Sunday 15 March 2020

My review of Anne Glenconner's Lady in Waiting: My Extraordinary Life in the Shadow of the Crown.


Lady in Waiting: My Extraordinary Life in the Shadow of the Crown 

by Anne Glenconner

My rating: 5 of 5 stars


Lady Glenconner's life could arguably not have failed to make unputdownable reading. One might think it impossible for any aristocratic wife of the owner of the island of Mustique, and royal Lady-in-Waiting, to get this wrong, considering readership thirst. Yet being a prominent peeress and socialite does not always a fine author make. Some other daughter of an earl may not have been blessed with this one's magnetic persona or storytelling prowess. Whilst she humbly acknowledges the publisher's support, this articulate and amusing woman is a born raconteuse.

Her words glow with the impish charm and wry wit reminiscent of the late great Nancy Mitford, another highborn Mistress of Anecdote whose work became an industry. Literary critic Raymond Mortimer wrote that Mitford's Madame de Pompadour "reads as if an enchantingly clever woman was pouring out the story to me on the telephone." In Glenconner's Lady in Waiting we find a similar flair. As with Mitford's globally loved works, Lady Anne's narrative makes no stab at literary greatness, instead riding on candour and authenticity guaranteed to entertain.

Her breathtakingly privileged status never once becomes the storytelling liability it could have, in connecting with everyday people. Her frankness and humility win us onside, without an ounce of the pomposity that has been the undoing of some biographers of her rank.

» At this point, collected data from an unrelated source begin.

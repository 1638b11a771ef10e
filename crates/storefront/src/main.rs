//! Synclune storefront - public shop API.
//!
//! This binary serves the storefront on port 3000.
//!
//! # Architecture
//!
//! - Axum JSON API consumed by the shop front end
//! - `PostgreSQL` for catalog, carts, orders and accounts
//! - Stripe embedded Checkout for payment, confirmed by webhooks
//! - Maintenance jobs triggered by the platform scheduler via `/api/cron/{job}`
//!
//! Migrations are NOT run on startup; use `synclune-cli migrate`.

#![cfg_attr(not(test), forbid(unsafe_code))]

use sentry::integrations::tracing as sentry_tracing;
use tracing_subscriber::{layer::SubscriberExt, util::SubscriberInitExt};

use synclune_storefront::config::{SentryConfig, StorefrontConfig};
use synclune_storefront::db;
use synclune_storefront::routes;
use synclune_storefront::state::AppState;

/// Initialize Sentry error tracking and return guard that must be kept alive.
fn init_sentry(config: &SentryConfig) -> Option<sentry::ClientInitGuard> {
    let dsn = config.dsn.as_ref()?;

    let guard = sentry::init((
        dsn.as_str(),
        sentry::ClientOptions {
            release: sentry::release_name!(),
            environment: config.environment.clone().map(std::borrow::Cow::Owned),
            sample_rate: config.sample_rate,
            traces_sample_rate: config.traces_sample_rate,
            attach_stacktrace: true,
            ..Default::default()
        },
    ));

    tracing::info!("Sentry initialized");
    Some(guard)
}

/// Filter tracing events to Sentry event types.
fn sentry_event_filter(metadata: &tracing::Metadata<'_>) -> sentry_tracing::EventFilter {
    match *metadata.level() {
        tracing::Level::ERROR | tracing::Level::WARN => sentry_tracing::EventFilter::Event,
        tracing::Level::INFO | tracing::Level::DEBUG => sentry_tracing::EventFilter::Breadcrumb,
        _ => sentry_tracing::EventFilter::Ignore,
    }
}

#[tokio::main]
async fn main() {
    // Load configuration from environment (needed for Sentry init)
    let config = StorefrontConfig::from_env().expect("Failed to load configuration");

    // Initialize Sentry (must be done before tracing subscriber)
    let _sentry_guard = init_sentry(&config.sentry);

    let env_filter = tracing_subscriber::EnvFilter::try_from_default_env()
        .unwrap_or_else(|_| "synclune_storefront=info,tower_http=debug".into());

    tracing_subscriber::registry()
        .with(env_filter)
        .with(tracing_subscriber::fmt::layer())
        .with(sentry_tracing::layer().event_filter(sentry_event_filter))
        .init();

    let pool = db::create_pool(&config.database_url)
        .await
        .expect("Failed to create database pool");
    tracing::info!("Database pool created");

    let addr = config.socket_addr();
    let state = AppState::new(config, pool).expect("Failed to initialize application state");
    if !state.email().is_enabled() {
        tracing::warn!("SMTP not configured, transactional email disabled");
    }

    let app = routes::app(state);

    tracing::info!("storefront listening on {}", addr);
    let listener = tokio::net::TcpListener::bind(addr)
        .await
        .expect("Failed to bind to address");

    axum::serve(
        listener,
        app.into_make_service_with_connect_info::<std::net::SocketAddr>(),
    )
    .with_graceful_shutdown(shutdown_signal())
    .await
    .expect("Server error");
}

/// Wait for shutdown signal (Ctrl+C or SIGTERM).
async fn shutdown_signal() {
    let ctrl_c = async {
        tokio::signal::ctrl_c()
            .await
            .expect("Failed to install Ctrl+C handler");
    };

    #[cfg(unix)]
    let terminate = async {
        tokio::signal::unix::signal(tokio::signal::unix::SignalKind::terminate())
            .expect("Failed to install signal handler")
            .recv()
            .await;
    };

    #[cfg(not(unix))]
    let terminate = std::future::pending::<()>();

    tokio::select! {
        () = ctrl_c => {},
        () = terminate => {},
    }

    tracing::info!("Shutdown signal received, starting graceful shutdown");
}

That we can't help but empathise over some of the awfulness life has thrown at her, is testimony to the balance of this piece. Her starchy aristocratic father Thomas Coke, 5th Earl of Leicester, her impossible but fabulous husband Colin Tennant, 3rd Baron Glennconner, her adored yet tragic two sons the Hon. Henry and Charles Tennant, were never going to make Lady Anne's life a walk in the park. But fabulous times she has enjoyed and she shares these generously with her readers, taking us on the ride of our lives.

Having anticipated this finely polished biography for a year, I drank it up in four nights and was saddened to close the last page.

A classy and delicious read. More please, Lady G.